Thank you very much.

Hi welcome!!! Im a trainer at Prime, and did the student program and TnT two years ago. I intended on just doing the year then going home, but love it so.much i stayed.

Things to consider:

Primes student phase with the permit is driving OTR making deliveries which means you will be driving downgrades, fog, various times of day, various traffic conditions,in major citiies and backing into docks. i drove 10,000 in just over 3 weeks witb my permit. This is a major advantage over a local driving school when preparing for the CDL driving test. You are one on one over the road with the trainer next to you the whole time. There is no sharing the truck/trainer with 3 or 4 other students.

30,000 miles TnT is the TRUCK miles as a team, not your individual miles. It doesnt take forever but that phase counts towards your employment contract. If you go to a local school its 40k because you did not get the OTR experience a Prime student would have. They do provide reimbursement, but pay $600 the first 6 weeks i think, then it goes to $700. If you do PSD at Prime, you get the $700 from the start of the TnT phase. So going to primes school and gets you paid more and do less miles in TnT

The year contract doesnt really matter because no matter where you go, you SHOULD do one year with your first company. There are many reasons for this, but one is stated in the prior post--- your first company will be more forgiving with newbie accidents. and you WILL have some sort of accident or critical event as you are learning to control that trailer and swinging wide.
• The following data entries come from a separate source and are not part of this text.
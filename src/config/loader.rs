//! Configuration loading functionality.
//!
//! This module provides the [`ConfigLoader`] type for loading engine
//! configuration from YAML files.

use std::fs;
use std::path::Path;

use tracing::debug;

use crate::error::{EngineError, EngineResult};

use super::types::{EngineConfig, EngineFile, WindowsFile};

/// Loads and provides access to engine configuration.
///
/// # Directory Structure
///
/// The configuration directory should have the following structure:
/// ```text
/// config/default/
/// ├── engine.yaml    # Range cap, lateness, remarks and totals switches
/// └── windows.yaml   # Fallback punch windows per slot
/// ```
///
/// # Example
///
/// ```no_run
/// use dtr_engine::config::ConfigLoader;
///
/// let loader = ConfigLoader::load("./config/default").unwrap();
/// println!("Range cap: {} days", loader.config().range.max_days);
/// ```
#[derive(Debug, Clone)]
pub struct ConfigLoader {
    config: EngineConfig,
}

impl ConfigLoader {
    /// Loads configuration from the specified directory.
    ///
    /// # Arguments
    ///
    /// * `path` - Path to the configuration directory
    ///
    /// # Returns
    ///
    /// Returns a `ConfigLoader` on success, or an error if any file is
    /// missing, cannot be parsed, or holds invalid values.
    ///
    /// # Errors
    ///
    /// - [`EngineError::ConfigNotFound`] if a configuration file is missing
    /// - [`EngineError::ConfigParseError`] if a YAML file is malformed
    /// - [`EngineError::InvalidConfig`] if validation fails
    pub fn load<P: AsRef<Path>>(path: P) -> EngineResult<Self> {
        let path = path.as_ref();

        let engine = Self::load_yaml::<EngineFile>(&path.join("engine.yaml"))?;
        let windows = Self::load_yaml::<WindowsFile>(&path.join("windows.yaml"))?;

        let config = EngineConfig::from_files(engine, windows);
        config.validate()?;

        debug!(
            path = %path.display(),
            max_days = config.range.max_days,
            "loaded engine configuration"
        );
        Ok(Self { config })
    }

    /// Wraps an already-built configuration after validating it.
    pub fn from_config(config: EngineConfig) -> EngineResult<Self> {
        config.validate()?;
        Ok(Self { config })
    }

    /// Loads and parses a YAML file.
    fn load_yaml<T: serde::de::DeserializeOwned>(path: &Path) -> EngineResult<T> {
        let path_str = path.display().to_string();

        let content = fs::read_to_string(path).map_err(|_| EngineError::ConfigNotFound {
            path: path_str.clone(),
        })?;

        serde_yaml::from_str(&content).map_err(|e| EngineError::ConfigParseError {
            path: path_str,
            message: e.to_string(),
        })
    }

    /// Returns the loaded configuration.
    pub fn config(&self) -> &EngineConfig {
        &self.config
    }

    /// Consumes the loader, returning the configuration.
    pub fn into_config(self) -> EngineConfig {
        self.config
    }
}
Also, if you job hop the first year, you look unstable to future employers so you could limit future possibilities. Another reason is that learning the industry can be frustrating, and many new driving blame the company rather than the lifestyle. They hop from company to company before realizing "wow, now that ive been doing this awhile i realize that first company was great but i didnt appreciate it".

OTR experience is required for insurance purposes as stated in the previous post. Many oppotunities open up after that. You mentioned gas tanker which is not only HAZMAT but tanker itself is a whole different issue with new drivers due to the surge. When slowing down, the surge can literally push you into an intersection if you do not know how to slow down properly. That is where that year of experience comes in. Most of the fuel tanker companies in my area want 1 to 2 years OTR and HAZMAT. Often OTR pays better than local jobs also.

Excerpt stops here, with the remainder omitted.